Kuhn argued that theoretical commitments exert a strong influence on observation descriptions, and what they are understood to mean (Kuhn 1962, 127ff; Longino 1979, 38–42). If so, proponents of a caloric account of heat won’t describe or understand descriptions of observed results of heat experiments in the same way as investigators who think of heat in terms of mean kinetic energy or radiation. They might all use the same words (e.g., ‘temperature’) to report an observation without understanding them in the same way. This poses a potential problem for communicating effectively across paradigms, and similarly, for attributing the appropriate significance to empirical results generated outside of one’s own linguistic framework.

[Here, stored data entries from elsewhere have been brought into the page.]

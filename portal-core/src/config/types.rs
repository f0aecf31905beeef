//! Configuration type definitions
//!
//! These types mirror `panel.toml`. The firmware parses the file on the
//! device with [`super::toml::parse_config`]; with the `serde` feature the
//! same types deserialize from the full TOML grammar, which the build
//! script uses to cross-check the file.

use heapless::Vec;
use portal_display::{LayoutError, LineLayout, LineSpec, LINES};
use portal_protocol::{Language, Version};

#[cfg(feature = "serde")]
use serde::{Deserialize, Serialize};

use crate::beeper::{DEFAULT_DUTY_PERCENT, DEFAULT_FREQUENCY_HZ};
use crate::keys::DEFAULT_DEBOUNCE_MS;

/// Firmware identity
#[derive(Debug, Clone, Copy, PartialEq, Eq)]
#[cfg_attr(feature = "defmt", derive(defmt::Format))]
#[cfg_attr(feature = "serde", derive(Serialize, Deserialize))]
#[cfg_attr(feature = "serde", serde(default))]
pub struct FirmwareConfig {
    /// Major version (5 bits)
    pub major: u8,
    /// Minor version (5 bits)
    pub minor: u8,
    /// Build number (6 bits)
    pub build: u8,
}

impl Default for FirmwareConfig {
    fn default() -> Self {
        let version = Version::default();
        Self {
            major: version.major,
            minor: version.minor,
            build: version.build,
        }
    }
}

impl FirmwareConfig {
    /// Version reported by GetVersion
    pub fn version(&self) -> Version {
        Version {
            major: self.major,
            minor: self.minor,
            build: self.build,
        }
    }
}

/// Host link settings
#[derive(Debug, Clone, Copy, PartialEq, Eq)]
#[cfg_attr(feature = "defmt", derive(defmt::Format))]
#[cfg_attr(feature = "serde", derive(Serialize, Deserialize))]
#[cfg_attr(feature = "serde", serde(default))]
pub struct SerialConfig {
    /// Baud rate, 8N1
    pub baudrate: u32,
}

impl Default for SerialConfig {
    fn default() -> Self {
        Self { baudrate: 115_200 }
    }
}

/// LCD settings
#[derive(Debug, Clone, Copy, PartialEq, Eq)]
#[cfg_attr(feature = "defmt", derive(defmt::Format))]
#[cfg_attr(feature = "serde", derive(Serialize, Deserialize))]
#[cfg_attr(feature = "serde", serde(default))]
pub struct DisplayConfig {
    /// Bias potentiometer value
    pub contrast: u8,
    /// Backlight state at power-up
    pub backlight: bool,
    /// Glyph set at power-up
    pub language: Language,
    /// QR code version shown until the first line arrives
    pub boot_qr: Option<u8>,
    /// First column of the boot QR code
    pub qr_offset: u8,
    /// Blink period in ms
    pub blink_ms: u32,
}

impl Default for DisplayConfig {
    fn default() -> Self {
        Self {
            contrast: 120,
            backlight: true,
            language: Language::English,
            boot_qr: None,
            qr_offset: 41,
            blink_ms: portal_display::blink::BLINK_PERIOD_MS,
        }
    }
}

/// Geometry of one text line
#[derive(Debug, Clone, Copy, PartialEq, Eq)]
#[cfg_attr(feature = "defmt", derive(defmt::Format))]
#[cfg_attr(feature = "serde", derive(Serialize, Deserialize))]
#[cfg_attr(feature = "serde", serde(default))]
pub struct LineConfig {
    /// Blank rows above the line
    pub upper_indent: u8,
    /// Line height in rows
    pub height: u8,
}

impl Default for LineConfig {
    fn default() -> Self {
        Self {
            upper_indent: 0,
            height: 12,
        }
    }
}

/// Buzzer power-up parameters
#[derive(Debug, Clone, Copy, PartialEq, Eq)]
#[cfg_attr(feature = "defmt", derive(defmt::Format))]
#[cfg_attr(feature = "serde", derive(Serialize, Deserialize))]
#[cfg_attr(feature = "serde", serde(default))]
pub struct BuzzerConfig {
    /// Tone frequency in Hz
    pub frequency_hz: u32,
    /// Duty cycle in percent
    pub duty_percent: u8,
}

impl Default for BuzzerConfig {
    fn default() -> Self {
        Self {
            frequency_hz: DEFAULT_FREQUENCY_HZ,
            duty_percent: DEFAULT_DUTY_PERCENT,
        }
    }
}

/// Front panel key settings
#[derive(Debug, Clone, Copy, PartialEq, Eq)]
#[cfg_attr(feature = "defmt", derive(defmt::Format))]
#[cfg_attr(feature = "serde", derive(Serialize, Deserialize))]
#[cfg_attr(feature = "serde", serde(default))]
pub struct KeysConfig {
    /// Release delay in ms
    pub debounce_ms: u32,
}

impl Default for KeysConfig {
    fn default() -> Self {
        Self {
            debounce_ms: DEFAULT_DEBOUNCE_MS,
        }
    }
}

/// Scheduler settings
#[derive(Debug, Clone, Copy, PartialEq, Eq)]
#[cfg_attr(feature = "defmt", derive(defmt::Format))]
#[cfg_attr(feature = "serde", derive(Serialize, Deserialize))]
#[cfg_attr(feature = "serde", serde(default))]
pub struct TimingConfig {
    /// Tick period in ms
    pub tick_ms: u32,
}

impl Default for TimingConfig {
    fn default() -> Self {
        Self { tick_ms: 8 }
    }
}

/// Complete board configuration
#[derive(Debug, Clone, Default, PartialEq, Eq)]
#[cfg_attr(feature = "defmt", derive(defmt::Format))]
#[cfg_attr(feature = "serde", derive(Serialize, Deserialize))]
#[cfg_attr(feature = "serde", serde(default))]
pub struct PanelConfig {
    pub firmware: FirmwareConfig,
    pub serial: SerialConfig,
    pub display: DisplayConfig,
    /// Line geometry; empty means the default layout
    #[cfg_attr(feature = "serde", serde(rename = "line"))]
    pub lines: Vec<LineConfig, LINES>,
    pub buzzer: BuzzerConfig,
    pub keys: KeysConfig,
    pub timing: TimingConfig,
}

impl PanelConfig {
    /// Validated line layout
    ///
    /// Lines missing from the `[[line]]` list keep the default geometry.
    pub fn layout(&self) -> Result<LineLayout, LayoutError> {
        let fallback = LineConfig::default();
        let specs = core::array::from_fn(|i| {
            let line = self.lines.get(i).unwrap_or(&fallback);
            LineSpec::new(line.upper_indent, line.height)
        });
        LineLayout::new(specs)
    }
}
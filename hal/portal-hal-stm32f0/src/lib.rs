//! STM32F0 bindings for the Portal HAL
//!
//! Adapters that put embassy-stm32 peripherals behind the `portal-hal`
//! traits, for the STM32F042 on the display board:
//!
//! - [`gpio`] - backlight, LED and reset outputs, button inputs
//! - [`word`] - bit-banged 9-bit serial bus to the UC1601s
//! - [`pwm`] - buzzer tone on a timer channel
//! - [`uart`] - serial link configuration and error mapping
//!
//! # Features
//!
//! - `stm32f042k6` - STM32F042K6 (display board MCU)
//! - `stm32f042f6` - STM32F042F6 (reduced pin-count variant)
//! - `defmt` - Enable debug formatting support

#![no_std]
#![deny(unsafe_code)]

pub mod gpio;
pub mod pwm;
pub mod uart;
pub mod word;

pub use gpio::{ActiveLowInput, PushPull};
pub use pwm::PwmTone;
pub use uart::{usart_config, UartBusError};
pub use word::BitBangBus;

It is important to bear in mind that observers do not always use declarative sentences to report observational and experimental results. Instead, they often draw, photograph, make audio recordings, etc. or set up their experimental devices to generate graphs, pictorial images, tables of numbers, and other non-sentential records. Obviously investigators’ conceptual resources and theoretical biases can exert epistemically significant influences on what they record (or set their equipment to record), which details they include or emphasize, and which forms of representation they choose (Daston and Galison 2007, 115–190, 309–361). But disagreements about the epistemic import of a graph, picture or other non-sentential bit of data often turn on causal rather than semantical considerations. Anatomists may have to decide whether a dark spot in a micrograph was caused by a staining artifact or by light reflected from an anatomically significant structure. Physicists may wonder whether a blip in a Geiger counter record reflects the causal influence of the radiation they wanted to monitor, or a surge in ambient radiation. Chemists may worry about the purity of samples used to obtain data. Such questions are not, and are not well represented as, semantic questions to which semantic theory loading is relevant. Late 20th century philosophers may have ignored such cases and exaggerated the influence of semantic theory loading because they thought of theory testing in terms of inferential relations between observation and theoretical sentences.
Nevertheless, some empirical results are reported as declarative sentences. Looking at a patient with red spots and a fever, an investigator might report having seen the spots, or measles symptoms, or a patient with measles. Watching an unknown liquid dripping into a litmus solution an observer might report seeing a change in color, a liquid with a PH of less than 7, or an acid. The appropriateness of a description of a test outcome depends on how the relevant concepts are operationalized. What justifies an observer to report having observed a case of measles according to one operationalization might require her to say no more than that she had observed measles symptoms, or just red spots according to another.
In keeping with Percy Bridgman’s view that
… in general, we mean by a concept nothing more than a set of operations; the concept is synonymous with the corresponding sets of operations (Bridgman 1927, 5)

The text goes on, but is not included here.